■ **Source material**
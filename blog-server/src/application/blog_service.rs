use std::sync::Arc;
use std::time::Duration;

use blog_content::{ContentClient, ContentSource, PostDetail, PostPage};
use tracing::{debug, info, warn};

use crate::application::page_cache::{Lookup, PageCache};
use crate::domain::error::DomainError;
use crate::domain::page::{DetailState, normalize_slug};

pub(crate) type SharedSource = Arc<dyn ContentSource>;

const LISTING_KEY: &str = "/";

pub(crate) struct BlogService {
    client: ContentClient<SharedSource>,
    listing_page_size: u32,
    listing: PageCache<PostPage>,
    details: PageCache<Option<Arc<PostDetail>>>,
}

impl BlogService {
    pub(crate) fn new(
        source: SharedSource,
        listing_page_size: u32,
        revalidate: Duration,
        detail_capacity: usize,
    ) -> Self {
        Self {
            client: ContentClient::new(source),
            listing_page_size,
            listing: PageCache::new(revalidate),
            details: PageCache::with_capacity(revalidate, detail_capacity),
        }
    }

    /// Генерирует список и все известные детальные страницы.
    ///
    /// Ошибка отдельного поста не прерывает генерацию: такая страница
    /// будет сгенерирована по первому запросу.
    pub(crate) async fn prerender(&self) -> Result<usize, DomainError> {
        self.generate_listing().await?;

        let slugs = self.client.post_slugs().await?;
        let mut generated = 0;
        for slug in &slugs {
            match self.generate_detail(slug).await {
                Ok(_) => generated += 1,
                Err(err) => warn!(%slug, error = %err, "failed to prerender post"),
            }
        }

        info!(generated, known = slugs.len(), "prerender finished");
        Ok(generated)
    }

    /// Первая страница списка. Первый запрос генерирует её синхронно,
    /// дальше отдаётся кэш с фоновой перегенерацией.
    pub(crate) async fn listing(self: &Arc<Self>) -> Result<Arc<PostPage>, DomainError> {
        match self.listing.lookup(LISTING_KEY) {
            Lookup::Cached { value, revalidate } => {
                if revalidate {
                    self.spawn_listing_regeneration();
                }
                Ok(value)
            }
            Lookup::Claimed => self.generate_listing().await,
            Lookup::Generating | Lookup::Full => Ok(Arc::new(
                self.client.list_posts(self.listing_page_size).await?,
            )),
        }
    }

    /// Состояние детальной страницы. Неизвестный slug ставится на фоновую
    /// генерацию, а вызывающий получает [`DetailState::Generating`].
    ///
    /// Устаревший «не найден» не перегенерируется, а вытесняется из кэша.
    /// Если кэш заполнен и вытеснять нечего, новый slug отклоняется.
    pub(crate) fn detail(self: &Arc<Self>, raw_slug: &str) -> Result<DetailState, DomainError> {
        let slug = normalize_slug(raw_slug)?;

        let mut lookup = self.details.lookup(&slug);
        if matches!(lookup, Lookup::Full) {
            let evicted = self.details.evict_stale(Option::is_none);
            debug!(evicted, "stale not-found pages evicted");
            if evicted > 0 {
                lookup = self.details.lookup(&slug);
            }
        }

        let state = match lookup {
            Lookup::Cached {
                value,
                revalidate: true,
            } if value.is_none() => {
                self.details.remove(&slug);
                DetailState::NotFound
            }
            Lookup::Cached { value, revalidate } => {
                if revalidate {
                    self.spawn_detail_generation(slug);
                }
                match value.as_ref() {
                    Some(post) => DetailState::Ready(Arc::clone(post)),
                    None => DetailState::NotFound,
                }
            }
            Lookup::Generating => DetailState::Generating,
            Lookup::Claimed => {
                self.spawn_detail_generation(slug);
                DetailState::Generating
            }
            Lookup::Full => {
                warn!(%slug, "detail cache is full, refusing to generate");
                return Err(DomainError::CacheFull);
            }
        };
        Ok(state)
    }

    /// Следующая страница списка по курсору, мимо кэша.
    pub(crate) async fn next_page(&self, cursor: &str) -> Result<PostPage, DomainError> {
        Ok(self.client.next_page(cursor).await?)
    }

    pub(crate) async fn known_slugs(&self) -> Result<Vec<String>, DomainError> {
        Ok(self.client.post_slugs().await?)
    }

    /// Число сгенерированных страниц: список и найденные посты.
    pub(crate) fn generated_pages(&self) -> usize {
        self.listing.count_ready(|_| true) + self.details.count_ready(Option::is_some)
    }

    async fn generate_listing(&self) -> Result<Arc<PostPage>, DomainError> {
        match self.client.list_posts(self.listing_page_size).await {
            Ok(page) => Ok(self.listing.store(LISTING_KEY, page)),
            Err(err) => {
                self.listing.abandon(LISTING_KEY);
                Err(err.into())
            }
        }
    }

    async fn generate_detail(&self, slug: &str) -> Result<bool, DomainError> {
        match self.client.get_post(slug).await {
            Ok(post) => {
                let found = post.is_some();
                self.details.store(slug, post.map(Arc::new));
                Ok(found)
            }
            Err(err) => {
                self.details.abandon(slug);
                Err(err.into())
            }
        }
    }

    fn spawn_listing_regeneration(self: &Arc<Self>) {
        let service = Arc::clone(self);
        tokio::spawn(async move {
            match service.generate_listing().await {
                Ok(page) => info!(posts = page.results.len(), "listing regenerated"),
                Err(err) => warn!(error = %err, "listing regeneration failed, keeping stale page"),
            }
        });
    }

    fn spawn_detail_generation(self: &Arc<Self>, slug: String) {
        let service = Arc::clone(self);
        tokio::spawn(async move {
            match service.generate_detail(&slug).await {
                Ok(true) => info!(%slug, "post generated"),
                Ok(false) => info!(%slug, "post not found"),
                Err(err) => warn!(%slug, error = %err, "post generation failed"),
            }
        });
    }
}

■ **Work order**
Please copy, without any change, the lines of the material from the first through the one containing "генерацию: такая страница". Write nothing else.

■ **Response box**
filename blog-server/src/application/blog_service.rs
use std::sync::Arc;
use std::time::Duration;

use blog_content::{ContentClient, ContentSource, PostDetail, PostPage};
use tracing::{debug, info, warn};

use crate::application::page_cache::{Lookup, PageCache};
use crate::domain::error::DomainError;
use crate::domain::page::{DetailState, normalize_slug};

pub(crate) type SharedSource = Arc<dyn ContentSource>;

const LISTING_KEY: &str = "/";

pub(crate) struct BlogService {
    client: ContentClient<SharedSource>,
    listing_page_size: u32,
    listing: PageCache<PostPage>,
    details: PageCache<Option<Arc<PostDetail>>>,
}

impl BlogService {
    pub(crate) fn new(
        source: SharedSource,
        listing_page_size: u32,
        revalidate: Duration,
        detail_capacity: usize,
    ) -> Self {
        Self {
            client: ContentClient::new(source),
            listing_page_size,
            listing: PageCache::new(revalidate),
            details: PageCache::with_capacity(revalidate, detail_capacity),
        }
    }

    /// Генерирует список и все известные детальные страницы.
    ///
    /// Ошибка отдельного поста не прерывает генерацию: такая страница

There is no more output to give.